# boot fails "can't open /dev/md0" with initramfs -- SOLVED

## Moriah

I am upgrading my web/email server.  It is an old box.  It was a used machine in 2005 when I bought it.  It runs a Duron at about 1.6 GHz with 1 GB of ram and a pair of 500 GB ide drives in a raid-1.  It boots from either raid drive.  There are 2 raids on it: a small /dev/md0 as a /boot, and a large /dev/md1 with lvm for the rest of the system.  the lvm has a swap and a root filesystem logical device on it.  It has run this way for years.

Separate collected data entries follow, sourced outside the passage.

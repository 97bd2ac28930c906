//! Byte transport to the MPSSE engine
//!
//! A backend opens the adapter, resets it, selects the interface and puts it
//! into MPSSE mode before handing it out as a [`Transport`]. From then on the
//! sequencer only writes command batches and reads back sampled bytes.

use alloc::boxed::Box;
use alloc::vec;
use alloc::vec::Vec;

use crate::error::Result;

/// Blocking write/read access to an MPSSE engine
pub trait Transport {
    /// Write a command batch
    ///
    /// Returns once the whole batch has been handed to the adapter.
    fn write(&mut self, data: &[u8]) -> Result<()>;

    /// Read exactly `buf.len()` bytes of sampled data
    ///
    /// Blocks until the buffer is full or the transfer fails.
    fn read(&mut self, buf: &mut [u8]) -> Result<()>;

    /// Read exactly `len` bytes into a new buffer
    fn read_vec(&mut self, len: usize) -> Result<Vec<u8>> {
        let mut buf = vec![0u8; len];
        self.read(&mut buf)?;
        Ok(buf)
    }
}

impl<T: Transport + ?Sized> Transport for &mut T {
    fn write(&mut self, data: &[u8]) -> Result<()> {
        (**self).write(data)
    }

    fn read(&mut self, buf: &mut [u8]) -> Result<()> {
        (**self).read(buf)
    }
}

impl<T: Transport + ?Sized> Transport for Box<T> {
    fn write(&mut self, data: &[u8]) -> Result<()> {
        (**self).write(data)
    }

    fn read(&mut self, buf: &mut [u8]) -> Result<()> {
        (**self).read(buf)
    }
}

Now I am trying to get gentoo-sources 2.6.31-r6 working on it.  I am using the initramfs built into the kernel approach.  When I boot it, I get:

```

raidautorun: can't open '/dev/md0' : No such device or address

raidautorun: can't open '/dev/md1' : No such device or address

```

This is followed by an attempt to start lvm, then a kernel panic.

Here is my init file from the initramfs:

```

#!/bin/busybox sh

rescue_shell() {

    echo "Something went wrong. Dropping you to a shell."

    busybox --install -s

    exec /bin/sh

}

# Mounting /proc 

mount -t proc none /proc

echo starting raid arrays

raidautorun /dev/md0

raidautorun /dev/md1

#mdadm -A /dev/md0 /dev/hda1 /dev/hde1

#mdadm -A /dev/md1 /dev/hda2 /dev/hde2

echo mounting /sys

mount -t sysfs none /sys

#echo doing luksOpen

#cryptsetup luksOpen /dev/sda cryptoroot

echo creating devices

echo /sbin/mdev > /proc/sys/kernel/hotplug

mdev -s

echo doing vgscan

lvm vgscan --mknodes

echo doing vgchange

lvm vgchange -a y

echo mounting root

mount /dev/mirror/rootfs /mnt/root

#echo "starting emergency rescue shell..."

#rescue_shell

echo unmounting /proc and /sys

umount /proc

umount /sys

echo doing the pivot root

exec switch_root /mnt/root /sbin/init

# if we get here, it means trouble!  :-(

echo "starting emergency rescue shell..."

rescue_shell

```

I have /dev/md0 and /dev/md1 in the initramfs dev directory, and they have the same major and minor numbers as they do in the real /dev directory.

I am tired of trying every possible permutation and combination of things trying to get this to work.  Does anybody have a clue what I am doing wrong?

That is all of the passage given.